Role of PDK1 in Regulation of Gastric Acid Secretion

Pharmacological inhibition of phosphoinositide 3-kinase (PI3K) has previously been shown to enhance basal gastric acid secretion. Signaling of PI-3-kinase includes activation of the phosphoinositide dependent kinase PDK1. We thus hypothesized that PDK1 may influence gastric acid secretion. In the present study gastric acid secretion in mice expressing ñ20 % of PDK1 (pdk1(hm)) was compared to gastric acid secretion in their wild type littermates (pdk1(wt)).

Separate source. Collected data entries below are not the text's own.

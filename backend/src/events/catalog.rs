//! Event catalogs
//!
//! A catalog is a fixed, ordered, non-empty list of market events. When
//! the trigger policy fires, one event is picked with a single draw:
//! `index = floor(r * len)`.

use thiserror::Error;

use crate::events::types::{EventEffect, MarketEvent, ParameterDelta};
use crate::rng::RandomSource;

/// Errors raised when building a catalog
#[derive(Debug, Error, PartialEq)]
pub enum CatalogError {
    #[error("Event catalog must contain at least one event")]
    Empty,

    #[error("Duplicate event ID: {0}")]
    DuplicateId(String),
}

/// Ordered, non-empty list of market events
#[derive(Debug, Clone, PartialEq)]
pub struct EventCatalog {
    events: Vec<MarketEvent>,
}

impl EventCatalog {
    /// Build a catalog
    ///
    /// # Errors
    /// * [`CatalogError::Empty`] if `events` is empty
    /// * [`CatalogError::DuplicateId`] if two events share an id
    pub fn new(events: Vec<MarketEvent>) -> Result<Self, CatalogError> {
        if events.is_empty() {
            return Err(CatalogError::Empty);
        }

        let mut ids = std::collections::HashSet::new();
        for event in &events {
            if !ids.insert(event.id.as_str()) {
                return Err(CatalogError::DuplicateId(event.id.clone()));
            }
        }

        Ok(Self { events })
    }

    /// Catalog used by the fund market
    pub fn funds() -> Self {
        Self {
            events: fund_events(),
        }
    }

    /// Catalog used by the region market
    pub fn regions() -> Self {
        Self {
            events: region_events(),
        }
    }

    /// All events in catalog order
    pub fn events(&self) -> &[MarketEvent] {
        &self.events
    }

    pub fn len(&self) -> usize {
        self.events.len()
    }

    /// Whether the catalog has no events
    pub fn is_empty(&self) -> bool {
        self.events.is_empty()
    }

    /// Look up an event by id
    pub fn get(&self, id: &str) -> Option<&MarketEvent> {
        self.events.iter().find(|event| event.id == id)
    }

    /// Pick one event uniformly, consuming exactly one draw
    pub fn select<R: RandomSource + ?Sized>(&self, rng: &mut R) -> &MarketEvent {
        let index = (rng.next_f64() * self.events.len() as f64).floor() as usize;
        &self.events[index.min(self.events.len() - 1)]
    }
}

/// Events that can hit the fund market, in selection order
pub fn fund_events() -> Vec<MarketEvent> {
    vec![
        MarketEvent::new(
            "monetary_easing",
            "Monetary Easing",
            "The central bank cuts rates. Every fund's outlook improves.",
            "boom",
            EventEffect::Broad {
                delta: ParameterDelta::default().expected_return(1.0),
            },
        ),
        MarketEvent::new(
            "it_bubble_burst",
            "IT Bubble Bursts",
            "Tech valuations collapse overnight. Speculative money takes a 20% hit.",
            "crash",
            EventEffect::single(
                "C",
                ParameterDelta::default()
                    .invested_pct(-20.0)
                    .expected_return(-2.0),
            ),
        ),
        MarketEvent::new(
            "flight_to_safety",
            "Flight to Safety",
            "Nervous investors pile into safe assets, lifting the stable fund.",
            "shield",
            EventEffect::single("A", ParameterDelta::default().invested_pct(5.0)),
        ),
        MarketEvent::new(
            "index_rally",
            "Index Rally",
            "A broad rally lifts the whole index.",
            "chart",
            EventEffect::single("B", ParameterDelta::default().invested_pct(8.0)),
        ),
    ]
}

/// Events that can hit the region market, in selection order
pub fn region_events() -> Vec<MarketEvent> {
    vec![
        MarketEvent::new(
            "rate_hike",
            "North American Rate Hike",
            "Rates go up to cool an overheating economy.",
            "bank",
            EventEffect::single(
                "north_america",
                ParameterDelta::default().interest(0.5).growth(-0.3).risk(1.0),
            ),
        ),
        MarketEvent::new(
            "debt_crisis",
            "European Debt Crisis",
            "Sovereign spreads blow out across the continent.",
            "crash",
            EventEffect::single(
                "europe",
                ParameterDelta::default()
                    .risk(3.0)
                    .growth(-1.0)
                    .invested_pct(-10.0),
            ),
        ),
        MarketEvent::new(
            "tech_boom",
            "Asian Tech Boom",
            "Chip demand surges and Asian exporters rally.",
            "boom",
            EventEffect::single(
                "asia",
                ParameterDelta::default()
                    .growth(1.5)
                    .risk(0.5)
                    .invested_pct(6.0),
            ),
        ),
        MarketEvent::new(
            "capital_flight",
            "Capital Flight",
            "Money rushes out of emerging markets; rates jump to stem the outflow.",
            "crash",
            EventEffect::single(
                "emerging",
                ParameterDelta::default()
                    .risk(2.5)
                    .interest(1.0)
                    .invested_pct(-12.0),
            ),
        ),
        MarketEvent::new(
            "global_calm",
            "Global Calm",
            "A quiet quarter everywhere. Risk premiums shrink.",
            "dove",
            EventEffect::Broad {
                delta: ParameterDelta::default().risk(-1.0),
            },
        ),
    ]
}

#[cfg(test)]
mod tests {
    use super::*;
    use crate::rng::SequenceRng;

    #[test]
    fn test_empty_catalog_rejected() {
        assert_eq!(EventCatalog::new(Vec::new()), Err(CatalogError::Empty));
    }

    #[test]
    fn test_duplicate_ids_rejected() {
        let mut events = fund_events();
        events.push(events[0].clone());
        assert_eq!(
            EventCatalog::new(events),
            Err(CatalogError::DuplicateId("monetary_easing".to_string()))
        );
    }

    #[test]
    fn test_select_floor_index() {
        let catalog = EventCatalog::funds();
        assert_eq!(catalog.len(), 4);

        let picks: Vec<&str> = [0.0, 0.25, 0.5, 0.75, 0.999]
            .iter()
            .map(|&r| catalog.select(&mut SequenceRng::constant(r)).id.as_str())
            .collect();

        assert_eq!(
            picks,
            vec![
                "monetary_easing",
                "it_bubble_burst",
                "flight_to_safety",
                "index_rally",
                "index_rally"
            ]
        );
    }

    #[test]
    fn test_builtin_catalogs_are_valid() {
        assert!(EventCatalog::new(fund_events()).is_ok());
        assert!(EventCatalog::new(region_events()).is_ok());
        assert!(EventCatalog::regions().get("global_calm").is_some());
    }
}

According to BCECF-fluorescence cytosolic pH in isolated gastric glands was similar in pdk1(hm) and in pdk1(wt) mice. Na(+)-independent pH recovery (DeltapH/min) following an ammonium pulse, which reflects K(+)/H(+)-ATPase activity, was however, significantly faster in pdk1(hm) than in pdk1(wt) mice. In both genotypes, DeltapH/min was abolished in the presence of K(+)/H(+)-ATPase inhibitor omeprazole (100 microM). Increase of local K(+)-concentrations to 35 mM (replacing Na(+)/NMDG) significantly increased DeltapH/min in both, pdk1(hm) and pdk1(wt) mice, and abrogated the differences between genotypes. Similarly, treatment with 5 microM forskolin as well as stimulation of protein kinase C with phorbolester phorbol 12 myristate 13 acetate (100 nM) enhanced DeltapH/min to almost identical values in pdk1(hm) and in pdk1(wt)mice. Protein kinase A inhibitor H89 (50 nM) decreased DeltapH/min in pdk1(hm) to values similar to those in pdk1(wt). In conclusion, deficient activity of PDK1 leads to a marked increase of gastric acid secretion. The present observations thus disclose a novel element in the regulation of gastric H(+) secretion.